[<prev] [next>] [<thread-prev] [thread-next>] [day] [month] [year] [list]
Message-Id: <63091f7ca7bb473fbc176af86a87d27a07a6e149.1764801860.git.tim.c.chen@linux.intel.com>
Date: Wed, 3 Dec 2025 15:07:26 -0800
From: Tim Chen <tim.c.chen@...ux.intel.com>
To: Peter Zijlstra <peterz@...radead.org>,
Ingo Molnar <mingo@...hat.com>,
K Prateek Nayak <kprateek.nayak@....com>,
"Gautham R . Shenoy" <gautham.shenoy@....com>,
Vincent Guittot <vincent.guittot@...aro.org>
Cc: Tim Chen <tim.c.chen@...ux.intel.com>,
Juri Lelli <juri.lelli@...hat.com>,
Dietmar Eggemann <dietmar.eggemann@....com>,
Steven Rostedt <rostedt@...dmis.org>,
Ben Segall <bsegall@...gle.com>,
Mel Gorman <mgorman@...e.de>,
Valentin Schneider <vschneid@...hat.com>,
Madadi Vineeth Reddy <vineethr@...ux.ibm.com>,
Hillf Danton <hdanton@...a.com>,
Shrikanth Hegde <sshegde@...ux.ibm.com>,
Jianyong Wu <jianyong.wu@...look.com>,
Yangyu Chen <cyy@...self.name>,
Tingyin Duan <tingyin.duan@...il.com>,
Vern Hao <vernhao@...cent.com>,
Vern Hao <haoxing990@...il.com>,
Len Brown <len.brown@...el.com>,
Aubrey Li <aubrey.li@...el.com>,
Zhao Liu <zhao1.liu@...el.com>,
Chen Yu <yu.chen.surf@...il.com>,
Chen Yu <yu.c.chen@...el.com>,
Adam Li <adamli@...amperecomputing.com>,
Aaron Lu <ziqianlu@...edance.com>,
Tim Chen <tim.c.chen@...el.com>,
linux-kernel@...r.kernel.org
Subject: [PATCH v2 07/23] sched/cache: Introduce per runqueue task LLC preference counter
Each runqueue is assigned an array where each element tracks
the number of tasks preferring a given LLC, indexed from 0 to
max_llcs - 1.
For example, rq->nr_pref_llc[3] = 2 signifies that there are 2 tasks on
this runqueue which prefer to run within LLC3.
The load balancer can use this information to identify busy
runqueues and migrate tasks to their preferred LLC domains.
This array will be reallocated at runtime if the number of LLCs
increases due to CPU hotplug.
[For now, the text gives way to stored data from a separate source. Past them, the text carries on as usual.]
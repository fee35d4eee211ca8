//! Post-load parameter normalization.
//!
//! Some node kinds get parameters injected after loading instead of declaring
//! them themselves. Every function here is idempotent.

use serde_json::json;
use std::sync::Arc;

use super::description::{NodeProperty, NodePropertyType, NodeTypeDescription};
use super::node_type::{AnyNodeType, NodeType};
use super::versioned::VersionedNodeType;

const POLL_TIMES: &str = "pollTimes";

fn poll_times_property() -> NodeProperty {
    let mut property = NodeProperty::new(POLL_TIMES, "Poll Times", NodePropertyType::FixedCollection)
        .with_default(json!({ "item": [{ "mode": "everyMinute" }] }))
        .with_description("Time at which polling should occur")
        .with_placeholder("Add Poll Time");
    property.type_options = Some(json!({
        "multipleValues": true,
        "multipleValueButtonText": "Add Poll Time",
    }));
    property
}

/// Whether [`apply_special_node_parameters`] would change `description`.
pub fn needs_special_node_parameters(description: &NodeTypeDescription) -> bool {
    description.polling && !description.has_property(POLL_TIMES)
}

/// Inject the parameters a node needs because of its kind.
///
/// Returns `true` when the description was changed.
pub fn apply_special_node_parameters(description: &mut NodeTypeDescription) -> bool {
    if !needs_special_node_parameters(description) {
        return false;
    }
    description.properties.insert(0, poll_times_property());
    true
}

fn normalize_node(node: &mut Arc<NodeType>) -> bool {
    if !needs_special_node_parameters(node.description()) {
        return false;
    }
    apply_special_node_parameters(Arc::make_mut(node).description_mut())
}

fn versioned_needs_normalizing(versioned: &VersionedNodeType) -> bool {
    versioned
        .versions()
        .any(|node| needs_special_node_parameters(node.description()))
}

/// Normalize every concrete implementation inside `node_type`.
///
/// Instances that are shared are copied before being changed, and instances
/// that are already normalized are left untouched, so repeated calls keep
/// the identity of everything they do not need to change.
pub fn normalize(node_type: &mut AnyNodeType) -> bool {
    match node_type {
        AnyNodeType::Single(node) => normalize_node(node),
        AnyNodeType::Versioned(versioned) => {
            if !versioned_needs_normalizing(versioned) {
                return false;
            }
            let mut changed = false;
            for node in Arc::make_mut(versioned).versions_mut() {
                changed |= normalize_node(node);
            }
            changed
        }
    }
}

#[cfg(test)]
mod tests {
    use super::*;
    use crate::nodes::description::NodeVersion;

    fn polling_description() -> NodeTypeDescription {
        NodeTypeDescription {
            name: "rssFeedReadTrigger".to_string(),
            display_name: "RSS Feed Trigger".to_string(),
            group: vec!["trigger".to_string()],
            description: "Starts a workflow when an RSS feed is updated".to_string(),
            version: NodeVersion::Single(1),
            default_version: None,
            icon: None,
            inputs: vec![],
            outputs: vec![],
            properties: vec![NodeProperty::new("feedUrl", "Feed URL", NodePropertyType::String)],
            credentials: None,
            polling: true,
            usable_as_tool: false,
            codex: None,
        }
    }

    #[test]
    fn test_poll_times_prepended_once() {
        let mut desc = polling_description();
        assert!(apply_special_node_parameters(&mut desc));
        assert!(!apply_special_node_parameters(&mut desc));

        assert_eq!(desc.properties.len(), 2);
        assert_eq!(desc.properties[0].name, "pollTimes");
        assert_eq!(desc.properties[1].name, "feedUrl");
    }

    #[test]
    fn test_non_polling_untouched() {
        let mut desc = polling_description();
        desc.polling = false;
        assert!(!apply_special_node_parameters(&mut desc));
        assert_eq!(desc.properties.len(), 1);
    }

    #[test]
    fn test_normalize_keeps_identity_when_nothing_changes() {
        let mut node_type = AnyNodeType::single(polling_description());
        assert!(normalize(&mut node_type));

        let before = node_type.clone();
        assert!(!normalize(&mut node_type));
        assert!(before.same_instance(&node_type));
    }

    #[test]
    fn test_normalize_copies_shared_instances() {
        let mut node_type = AnyNodeType::single(polling_description());
        let shared = node_type.clone();

        assert!(normalize(&mut node_type));
        assert!(!shared.same_instance(&node_type));

        let AnyNodeType::Single(original) = shared else {
            panic!("expected single node");
        };
        assert_eq!(original.description().properties.len(), 1);
    }
}
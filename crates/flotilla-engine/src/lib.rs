//! Real-time stepping engine for Flotilla.
//!
//! Wraps a [`flotilla_physics::System`] in a [`TickEngine`] that publishes
//! an immutable snapshot after every completed step, runs it on a
//! dedicated paced thread, and exposes the STOPPED / RUNNING / PAUSED
//! lifecycle through [`Simulation`]. Consumers read state from the
//! lock-light [`SnapshotStore`] without ever blocking the stepping loop.
//!
//! ```text
//! Controller thread           flotilla-tick thread          Reader threads (N)
//!     |                              |                              |
//!     |--start(cfg)--spawn---------->| system.step()                |
//!     |                              | store.publish(snapshot) ---->| store.latest()
//!     |                              | recv_timeout(budget)         | store.history()
//!     |--pause()/stop()--[Halt]----->| (observed between steps)     |
//!     |<--------JoinHandle<engine>---|                              |
//! ```

#![deny(missing_docs)]
#![deny(rustdoc::broken_intra_doc_links)]
#![forbid(unsafe_code)]

pub mod config;
pub mod error;
pub mod metrics;
pub mod ring;
pub mod scheduler;
pub mod tick;
pub(crate) mod tick_thread;

pub use config::SimConfig;
pub use error::{Operation, SimError};
pub use metrics::{LoopStats, StepMetrics};
pub use ring::{SnapshotStore, DEFAULT_HISTORY};
pub use scheduler::Simulation;
pub use tick::{TickEngine, TickResult};
pub use tick_thread::ExitReason;
//! Error types shared across the Flotilla workspace.
//!
//! Two failure families live here: configuration errors, detected before
//! a run begins, and [`PhysicsDivergence`], raised when a step produces a
//! non-finite value. Lifecycle misuse is an engine concern and is defined
//! there.

use std::fmt;

use thiserror::Error;

use crate::id::FloaterId;

/// Errors detected while validating or loading a configuration.
///
/// A configuration that fails validation is rejected before any system
/// is constructed, so no snapshot is ever produced from it.
#[derive(Clone, Debug, PartialEq, Error)]
pub enum ConfigError {
    /// The floater count is zero.
    #[error("n_floaters must be at least 1")]
    NoFloaters,
    /// A parameter that must be finite and strictly positive is not.
    #[error("{param} must be finite and positive, got {value}")]
    NotPositive {
        /// Name of the offending parameter.
        param: &'static str,
        /// The rejected value.
        value: f64,
    },
    /// A parameter that must be finite and non-negative is not.
    #[error("{param} must be finite and non-negative, got {value}")]
    Negative {
        /// Name of the offending parameter.
        param: &'static str,
        /// The rejected value.
        value: f64,
    },
    /// A parameter lies outside its closed range.
    #[error("{param} must lie in [{min}, {max}], got {value}")]
    OutOfRange {
        /// Name of the offending parameter.
        param: &'static str,
        /// The rejected value.
        value: f64,
        /// Inclusive lower bound.
        min: f64,
        /// Inclusive upper bound.
        max: f64,
    },
    /// Buoyancy and weight do not drive floaters forward along one leg:
    /// the loop would stall with that floater pinned at the leg start.
    #[error("floaters cannot travel the {leg} leg: buoyancy {buoyancy} N against weight {weight} N")]
    NoNetDrive {
        /// `"ascending"` or `"descending"`.
        leg: &'static str,
        /// Buoyant force on that leg.
        buoyancy: f64,
        /// Floater weight.
        weight: f64,
    },
    /// Snapshot history capacity is below the minimum of 2.
    #[error("history length {configured} is below minimum of 2")]
    HistoryTooSmall {
        /// The configured capacity.
        configured: usize,
    },
    /// The configuration text could not be parsed.
    #[error("failed to parse configuration: {reason}")]
    Parse {
        /// Parser diagnostic.
        reason: String,
    },
    /// The configuration could not be rendered as text.
    #[error("failed to serialize configuration: {reason}")]
    Serialize {
        /// Serializer diagnostic.
        reason: String,
    },
    /// The configuration file could not be read.
    #[error("failed to read configuration file {path}: {reason}")]
    Io {
        /// Path that was read.
        path: String,
        /// Underlying I/O error message.
        reason: String,
    },
}

/// The physical quantity that became non-finite during a step.
#[derive(Clone, Copy, Debug, PartialEq, Eq, Hash)]
pub enum Quantity {
    /// Net vertical force on a floater.
    NetForce,
    /// Floater acceleration.
    Acceleration,
    /// Floater vertical velocity.
    Velocity,
    /// Floater position along the loop.
    Position,
    /// Drivetrain torque.
    Torque,
    /// Drivetrain power.
    Power,
}

impl fmt::Display for Quantity {
    fn fmt(&self, f: &mut fmt::Formatter<'_>) -> fmt::Result {
        let name = match self {
            Self::NetForce => "net force",
            Self::Acceleration => "acceleration",
            Self::Velocity => "velocity",
            Self::Position => "position",
            Self::Torque => "torque",
            Self::Power => "power",
        };
        f.write_str(name)
    }
}

/// A step produced a non-finite value.
///
/// Fatal to the current run. The step that raised it is discarded in
/// full: no floater keeps a partial update and the clock does not
/// advance.
#[derive(Clone, Copy, Debug, PartialEq, Error)]
#[error(
    "non-finite {quantity} ({value}){}",
    .floater.map(|id| format!(" on floater {id}")).unwrap_or_default()
)]
pub struct PhysicsDivergence {
    /// The floater that diverged, or `None` for drivetrain quantities.
    pub floater: Option<FloaterId>,
    /// Which quantity diverged.
    pub quantity: Quantity,
    /// The offending value (NaN or ±∞).
    pub value: f64,
}

impl PhysicsDivergence {
    /// Return `Ok(value)` if finite, otherwise a divergence for `quantity`.
    pub fn check(
        floater: Option<FloaterId>,
        quantity: Quantity,
        value: f64,
    ) -> Result<f64, Self> {
        if value.is_finite() {
            Ok(value)
        } else {
            Err(Self {
                floater,
                quantity,
                value,
            })
        }
    }
}
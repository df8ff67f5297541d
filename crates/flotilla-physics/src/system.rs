//! The floater system: ordered floaters, shared parameters, and the clock.
//!
//! [`System::step`] is all-or-nothing. Floaters are advanced into a
//! staging copy (reusing its allocation each step); only when every floater
//! and the drivetrain produce finite values is the staging copy swapped in
//! and the clock advanced. A divergent step leaves the system exactly as
//! it was before the call.

use flotilla_core::{ConfigError, FloaterId, PhysicsDivergence, StepId};

use crate::config::{positive, PhysicsConfig};
use crate::drivetrain::{DriveOutput, Drivetrain};
use crate::floater::Floater;

// ── SystemMetrics ───────────────────────────────────────────────────

/// Aggregated results of the most recently completed step.
#[derive(Clone, Copy, Debug, Default, PartialEq)]
pub struct SystemMetrics {
    /// Completed steps, including this one.
    pub step: StepId,
    /// Simulated time after this step (s).
    pub elapsed: f64,
    /// Drivetrain output for this step.
    pub drive: DriveOutput,
}

// ── EnergyLedger ────────────────────────────────────────────────────

/// Cumulative work done on all floaters since the start of the run (J).
///
/// With drag and drivetrain losses at zero, the change in total kinetic
/// energy over any interval equals
/// `buoyant_work + gravity_work + drag_work - absorbed` up to integration
/// error.
#[derive(Clone, Copy, Debug, Default, PartialEq)]
pub struct EnergyLedger {
    /// Work done by buoyancy.
    pub buoyant_work: f64,
    /// Work done by gravity.
    pub gravity_work: f64,
    /// Work done by drag.
    pub drag_work: f64,
    /// Kinetic energy absorbed when floaters were stopped at thresholds.
    pub absorbed: f64,
}

impl EnergyLedger {
    /// Net energy delivered to the floaters' motion.
    pub fn net(&self) -> f64 {
        self.buoyant_work + self.gravity_work + self.drag_work - self.absorbed
    }
}

// ── System ──────────────────────────────────────────────────────────

/// An ensemble of floaters coupled through a shared drivetrain.
///
/// Floaters are stored and updated in id order. `dt` is fixed at
/// construction so that elapsed time is always exactly `steps × dt`.
#[derive(Clone, Debug)]
pub struct System {
    config: PhysicsConfig,
    dt: f64,
    floaters: Vec<Floater>,
    staging: Vec<Floater>,
    drivetrain: Drivetrain,
    steps: u64,
    ledger: EnergyLedger,
    last_metrics: Option<SystemMetrics>,
}

impl System {
    /// Build a system with floaters evenly spaced around the loop.
    ///
    /// Floater `i` of `N` starts at rest at `i · L / N`.
    pub fn new(config: PhysicsConfig, dt: f64) -> Result<Self, ConfigError> {
        config.validate()?;
        positive("dt", dt)?;
        let drivetrain = Drivetrain::new(config.drivetrain.clone());
        let floaters = initial_floaters(&config);
        let staging = Vec::with_capacity(floaters.len());
        log::debug!(
            "system built: {} floaters on a {} m loop, dt {}s",
            config.n_floaters,
            config.loop_length,
            dt
        );
        Ok(Self {
            config,
            dt,
            floaters,
            staging,
            drivetrain,
            steps: 0,
            ledger: EnergyLedger::default(),
            last_metrics: None,
        })
    }

    /// Advance every floater by `dt`, then aggregate.
    ///
    /// # Errors
    ///
    /// Returns [`PhysicsDivergence`] if any floater or drivetrain quantity
    /// becomes non-finite. The system is left untouched.
    pub fn step(&mut self) -> Result<SystemMetrics, PhysicsDivergence> {
        self.staging.clone_from(&self.floaters);
        for floater in self.staging.iter_mut() {
            floater.update(self.dt, &self.config)?;
        }
        let drive = self.drivetrain.aggregate(&self.staging)?;

        // Commit.
        for f in &self.staging {
            let work = f.work();
            self.ledger.buoyant_work += work.buoyancy;
            self.ledger.gravity_work += work.gravity;
            self.ledger.drag_work += work.drag;
            self.ledger.absorbed += work.absorbed;
        }
        std::mem::swap(&mut self.floaters, &mut self.staging);
        self.steps += 1;

        let metrics = SystemMetrics {
            step: StepId(self.steps),
            elapsed: self.elapsed(),
            drive,
        };
        self.last_metrics = Some(metrics);
        Ok(metrics)
    }

    /// Return to the initial placement with a zeroed clock and ledger.
    ///
    /// Floater identities and allocations are kept.
    pub fn reset(&mut self) {
        for (i, floater) in self.floaters.iter_mut().enumerate() {
            *floater = Floater::new(
                FloaterId(i as u32),
                initial_position(&self.config, i),
                &self.config,
            );
        }
        self.staging.clear();
        self.steps = 0;
        self.ledger = EnergyLedger::default();
        self.last_metrics = None;
    }

    /// Floaters in id order.
    pub fn floaters(&self) -> &[Floater] {
        &self.floaters
    }

    /// Look up a floater by id.
    pub fn floater(&self, id: FloaterId) -> Option<&Floater> {
        self.floaters.get(id.0 as usize)
    }

    /// The physical parameters this system was built with.
    pub fn config(&self) -> &PhysicsConfig {
        &self.config
    }

    /// Fixed step size (s).
    pub fn dt(&self) -> f64 {
        self.dt
    }

    /// Completed steps since construction or reset.
    pub fn steps(&self) -> StepId {
        StepId(self.steps)
    }

    /// Simulated time, `steps × dt`.
    pub fn elapsed(&self) -> f64 {
        self.steps as f64 * self.dt
    }

    /// Metrics of the most recent step, `None` before the first step.
    pub fn last_metrics(&self) -> Option<&SystemMetrics> {
        self.last_metrics.as_ref()
    }

    /// Cumulative work ledger.
    pub fn ledger(&self) -> &EnergyLedger {
        &self.ledger
    }

    /// Total kinetic energy of all floaters.
    pub fn kinetic_energy(&self) -> f64 {
        self.floaters
            .iter()
            .map(|f| f.kinetic_energy(&self.config))
            .sum()
    }

    /// Total gravitational potential energy relative to the loop bottom.
    pub fn potential_energy(&self) -> f64 {
        self.floaters
            .iter()
            .map(|f| self.config.weight() * f.height(&self.config))
            .sum()
    }
}

fn initial_position(config: &PhysicsConfig, index: usize) -> f64 {
    index as f64 * config.loop_length / config.n_floaters as f64
}

fn initial_floaters(config: &PhysicsConfig) -> Vec<Floater> {
    (0..config.n_floaters as usize)
        .map(|i| Floater::new(FloaterId(i as u32), initial_position(config, i), config))
        .collect()
}
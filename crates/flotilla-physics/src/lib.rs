//! Physical model for Flotilla.
//!
//! Floaters travel a closed loop under buoyancy, weight and drag along a
//! single vertical degree of freedom. A [`System`] owns the floaters and a
//! passive [`Drivetrain`] that turns their summed forward force into shaft
//! torque and power. Everything here is single-threaded and deterministic;
//! pacing and publication live in `flotilla-engine`.

#![deny(missing_docs)]
#![deny(rustdoc::broken_intra_doc_links)]
#![forbid(unsafe_code)]

pub mod config;
pub mod drivetrain;
pub mod floater;
pub mod system;

pub use config::{DragLaw, DrivetrainConfig, PhysicsConfig};
pub use drivetrain::{DriveOutput, Drivetrain};
pub use floater::{Floater, ForceBalance, StepWork};
pub use system::{EnergyLedger, System, SystemMetrics};

// Compile-time assertion: System is moved onto the tick thread.
const _: fn() = || {
    fn assert<T: Send + 'static>() {}
    assert::<System>();
};
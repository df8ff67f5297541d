//! Flotilla: a real-time simulator for a closed loop of buoyant floaters
//! driving a shared drivetrain.
//!
//! This is the top-level facade crate that re-exports the public API from all
//! Flotilla sub-crates. For most users, adding `flotilla` as a single
//! dependency is sufficient.
//!
//! # Quick start
//!
//! ```rust
//! use std::time::Duration;
//! use flotilla::prelude::*;
//!
//! // The reference loop, run as fast as possible for one simulated second.
//! let config = SimConfig {
//!     max_duration: Some(1.0),
//!     ..SimConfig::default()
//! }
//! .unpaced();
//!
//! let mut sim = Simulation::new();
//! sim.start(config).unwrap();
//! assert_eq!(
//!     sim.wait_stopped(Duration::from_secs(10)),
//!     Some(ExitReason::DurationReached)
//! );
//!
//! let snap = sim.latest().unwrap();
//! assert_eq!(snap.step, StepId(10));
//! assert_eq!(snap.floaters.len(), 4);
//! assert_eq!(sim.state(), LifecycleState::Stopped);
//! ```
//!
//! # Modules
//!
//! | Module | Sub-crate | Contents |
//! |--------|-----------|----------|
//! | [`types`] | `flotilla-core` | IDs, states, snapshots, error types |
//! | [`physics`] | `flotilla-physics` | Physical configuration, floaters, drivetrain, `System` |
//! | [`engine`] | `flotilla-engine` | Run configuration, snapshot store, tick loop, `Simulation` |

#![deny(missing_docs)]
#![deny(rustdoc::broken_intra_doc_links)]
#![forbid(unsafe_code)]

/// Core types and IDs (`flotilla-core`).
///
/// Contains [`types::Snapshot`], the operational and lifecycle state
/// enums, and the error taxonomy shared by every layer.
pub use flotilla_core as types;

/// Floater physics (`flotilla-physics`).
///
/// [`physics::System`] steps a loop of floaters deterministically and
/// can be driven directly when no real-time pacing is wanted.
pub use flotilla_physics as physics;

/// Real-time stepping and lifecycle control (`flotilla-engine`).
///
/// [`engine::Simulation`] runs a system on its own thread and publishes
/// snapshots to a [`engine::SnapshotStore`] readable from any thread.
pub use flotilla_engine as engine;

/// Common imports for typical Flotilla usage.
///
/// ```rust
/// use flotilla::prelude::*;
/// ```
pub mod prelude {
    // Core types
    pub use flotilla_core::{
        FloaterId, FloaterSample, LifecycleState, OperationalState, RunId, Snapshot, StepId,
    };

    // Errors
    pub use flotilla_core::{ConfigError, PhysicsDivergence, Quantity};

    // Physics
    pub use flotilla_physics::{DragLaw, DrivetrainConfig, PhysicsConfig, System};

    // Engine
    pub use flotilla_engine::{
        ExitReason, SimConfig, SimError, Simulation, SnapshotStore, TickEngine,
    };
}
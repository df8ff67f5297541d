//! Drivetrain aggregation: floater forces to shaft torque and power.
//!
//! The drivetrain is a passive coupling with no inertia of its own. Each
//! step it sums the forward drive force of every floater (in id order, so
//! floating-point summation is reproducible), converts it to torque at the
//! effective radius, and subtracts mechanical losses.
//!
//! ```text
//! u     = mean(direction_i · v_i)          chain speed
//! ω     = u / r                            shaft angular velocity
//! τ_g   = η · r · Σ direction_i · F_i      gross torque
//! τ_l   = τ_c + k · ω                      loss torque
//! τ     = τ_g − τ_l
//! P     = τ · ω
//! ```

use flotilla_core::{PhysicsDivergence, Quantity};

use crate::config::DrivetrainConfig;
use crate::floater::Floater;

/// Drivetrain quantities for one step.
#[derive(Clone, Copy, Debug, Default, PartialEq)]
pub struct DriveOutput {
    /// Mean floater speed along the loop (m/s).
    pub chain_speed: f64,
    /// Shaft angular velocity (rad/s).
    pub angular_velocity: f64,
    /// Torque before losses (N·m).
    pub gross_torque: f64,
    /// Torque lost to friction (N·m).
    pub loss_torque: f64,
    /// Delivered torque (N·m).
    pub net_torque: f64,
    /// Delivered power (W).
    pub net_power: f64,
}

/// Aggregates floater contributions into shaft output.
#[derive(Clone, Debug, PartialEq)]
pub struct Drivetrain {
    config: DrivetrainConfig,
}

impl Drivetrain {
    /// Create a drivetrain from validated parameters.
    pub fn new(config: DrivetrainConfig) -> Self {
        Self { config }
    }

    /// The drivetrain parameters.
    pub fn config(&self) -> &DrivetrainConfig {
        &self.config
    }

    /// Sum floater contributions, in slice order.
    pub fn aggregate(&self, floaters: &[Floater]) -> Result<DriveOutput, PhysicsDivergence> {
        let cfg = &self.config;
        let mut drive_force = 0.0;
        let mut speed_sum = 0.0;
        for f in floaters {
            drive_force += f.drive_force();
            speed_sum += f.path_speed();
        }
        let chain_speed = if floaters.is_empty() {
            0.0
        } else {
            speed_sum / floaters.len() as f64
        };
        let angular_velocity = chain_speed / cfg.effective_radius;
        let gross_torque = cfg.efficiency * cfg.effective_radius * drive_force;
        let loss_torque = cfg.constant_loss + cfg.viscous_loss * angular_velocity;
        let net_torque = PhysicsDivergence::check(None, Quantity::Torque, gross_torque - loss_torque)?;
        let net_power = PhysicsDivergence::check(None, Quantity::Power, net_torque * angular_velocity)?;

        Ok(DriveOutput {
            chain_speed,
            angular_velocity,
            gross_torque,
            loss_torque,
            net_torque,
            net_power,
        })
    }
}

#[cfg(test)]
mod tests {
    use super::*;
    use crate::config::PhysicsConfig;
    use approx::assert_relative_eq;
    use flotilla_core::{FloaterId, OperationalState};

    fn pair(cfg: &PhysicsConfig) -> Vec<Floater> {
        vec![
            Floater::at(FloaterId(0), 2.0, 1.0, OperationalState::Ascending, cfg),
            Floater::at(FloaterId(1), 7.0, -1.0, OperationalState::Descending, cfg),
        ]
    }

    #[test]
    fn both_legs_drive_forward() {
        let cfg = PhysicsConfig::default();
        let floaters = pair(&cfg);
        assert!(floaters[0].drive_force() > 0.0);
        assert!(floaters[1].drive_force() > 0.0);

        let out = Drivetrain::new(cfg.drivetrain.clone())
            .aggregate(&floaters)
            .unwrap();
        assert_relative_eq!(out.chain_speed, 1.0, epsilon = 1e-12);
        assert_relative_eq!(out.angular_velocity, 1.0, epsilon = 1e-12);
        let expected = floaters[0].drive_force() + floaters[1].drive_force();
        assert_relative_eq!(out.gross_torque, expected, epsilon = 1e-12);
        assert_eq!(out.loss_torque, 0.0);
        assert_relative_eq!(out.net_power, out.net_torque * out.angular_velocity);
    }

    #[test]
    fn losses_and_efficiency_reduce_torque() {
        let mut cfg = PhysicsConfig::default();
        cfg.drivetrain = DrivetrainConfig {
            effective_radius: 0.5,
            efficiency: 0.8,
            constant_loss: 2.0,
            viscous_loss: 1.5,
        };
        let floaters = pair(&cfg);
        let forces: f64 = floaters.iter().map(Floater::drive_force).sum();
        let out = Drivetrain::new(cfg.drivetrain.clone())
            .aggregate(&floaters)
            .unwrap();

        let omega = 1.0 / 0.5;
        assert_relative_eq!(out.angular_velocity, omega, epsilon = 1e-12);
        assert_relative_eq!(out.gross_torque, 0.8 * 0.5 * forces, epsilon = 1e-9);
        assert_relative_eq!(out.loss_torque, 2.0 + 1.5 * omega, epsilon = 1e-12);
        assert_relative_eq!(
            out.net_torque,
            out.gross_torque - out.loss_torque,
            epsilon = 1e-12
        );
        assert_relative_eq!(out.net_power, out.net_torque * omega, epsilon = 1e-9);
    }

    #[test]
    fn held_floaters_contribute_nothing() {
        let cfg = PhysicsConfig::default();
        let floaters = vec![
            Floater::at(FloaterId(0), 5.0, 0.0, OperationalState::Venting, &cfg),
            Floater::at(FloaterId(1), 0.0, 0.0, OperationalState::Filling, &cfg),
        ];
        let out = Drivetrain::new(cfg.drivetrain.clone())
            .aggregate(&floaters)
            .unwrap();
        assert_eq!(out, DriveOutput::default());
    }
}
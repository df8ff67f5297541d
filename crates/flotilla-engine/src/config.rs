//! Run configuration, validation, and TOML loading.
//!
//! [`SimConfig`] is everything a run needs: the physical description plus
//! the step size, pacing and optional duration limit. It is read-only for
//! the lifetime of a run; changing any value means
//! [`reset_with`](crate::Simulation::reset_with) a new config.

use std::path::Path;
use std::time::Duration;

use flotilla_core::ConfigError;
use flotilla_physics::PhysicsConfig;
use serde::{Deserialize, Serialize};

/// Round-off allowance when converting a duration limit into a step count.
const STEP_LIMIT_EPSILON: f64 = 1e-9;

// ── SimConfig ──────────────────────────────────────────────────────

/// Complete configuration for one simulation run.
#[derive(Clone, Debug, PartialEq, Serialize, Deserialize)]
#[serde(default)]
pub struct SimConfig {
    /// Physical parameters.
    pub physics: PhysicsConfig,
    /// Fixed simulation step in seconds. Default: 0.1.
    pub dt: f64,
    /// Simulated seconds after which the run stops by itself. Default: none.
    pub max_duration: Option<f64>,
    /// Simulated seconds per wall-clock second. `None` steps as fast as
    /// possible. Default: 1.0.
    pub time_scale: Option<f64>,
    /// Keep the system after `stop()` so it can be inspected and stepped
    /// manually. Default: true.
    pub retain_on_stop: bool,
}

impl Default for SimConfig {
    fn default() -> Self {
        Self {
            physics: PhysicsConfig::default(),
            dt: 0.1,
            max_duration: None,
            time_scale: Some(1.0),
            retain_on_stop: true,
        }
    }
}

impl SimConfig {
    /// Validate physical and run invariants.
    pub fn validate(&self) -> Result<(), ConfigError> {
        self.physics.validate()?;
        if !(self.dt.is_finite() && self.dt > 0.0) {
            return Err(ConfigError::NotPositive {
                param: "dt",
                value: self.dt,
            });
        }
        if let Some(limit) = self.max_duration {
            if !(limit.is_finite() && limit > 0.0) {
                return Err(ConfigError::NotPositive {
                    param: "max_duration",
                    value: limit,
                });
            }
        }
        // The wall budget dt / k must also fit in a Duration.
        if let Some(k) = self.time_scale {
            if !(k.is_finite() && k > 0.0 && Duration::try_from_secs_f64(self.dt / k).is_ok()) {
                return Err(ConfigError::NotPositive {
                    param: "time_scale",
                    value: k,
                });
            }
        }
        Ok(())
    }

    /// Number of steps after which the run ends, if a duration is set.
    ///
    /// Always at least one step.
    pub fn step_limit(&self) -> Option<u64> {
        self.max_duration
            .map(|limit| ((limit / self.dt - STEP_LIMIT_EPSILON).ceil() as u64).max(1))
    }

    /// Wall-clock seconds each step should take, or `None` when unpaced.
    pub fn step_budget_secs(&self) -> Option<f64> {
        self.time_scale.map(|k| self.dt / k)
    }

    /// This config with pacing disabled.
    pub fn unpaced(self) -> Self {
        Self {
            time_scale: None,
            ..self
        }
    }

    /// Parse and validate a TOML document. Missing keys take defaults.
    pub fn from_toml_str(text: &str) -> Result<Self, ConfigError> {
        let config: Self = toml::from_str(text).map_err(|e| ConfigError::Parse {
            reason: e.to_string(),
        })?;
        config.validate()?;
        Ok(config)
    }

    /// Read, parse and validate a TOML file.
    pub fn load(path: impl AsRef<Path>) -> Result<Self, ConfigError> {
        let path = path.as_ref();
        let text = std::fs::read_to_string(path).map_err(|e| ConfigError::Io {
            path: path.display().to_string(),
            reason: e.to_string(),
        })?;
        Self::from_toml_str(&text)
    }

    /// Render as pretty TOML.
    pub fn to_toml_string(&self) -> Result<String, ConfigError> {
        toml::to_string_pretty(self).map_err(|e| ConfigError::Serialize {
            reason: e.to_string(),
        })
    }
}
Only extending the buffer(rather
than shrinking it) is supported to simplify the implementation.
Introduce the buffer allocation mechanism, and the statistics
will be calculated in the subsequent patch.
Co-developed-by: Chen Yu <yu.c.chen@...el.com>
Signed-off-by: Chen Yu <yu.c.chen@...el.com>
Signed-off-by: Tim Chen <tim.c.chen@...ux.intel.com>
---
Notes:
v1->v2:
Remove static allocation of per runqueue LLC preference arrays.
Allocate array size to the actual number of LLCs online. (Peter Zijlstra, Madadi Vineeth Reddy)
kernel/sched/core.c | 1 +
kernel/sched/sched.h | 1 +
kernel/sched/topology.c | 117 +++++++++++++++++++++++++++++++++++++++-
3 files changed, 118 insertions(+), 1 deletion(-)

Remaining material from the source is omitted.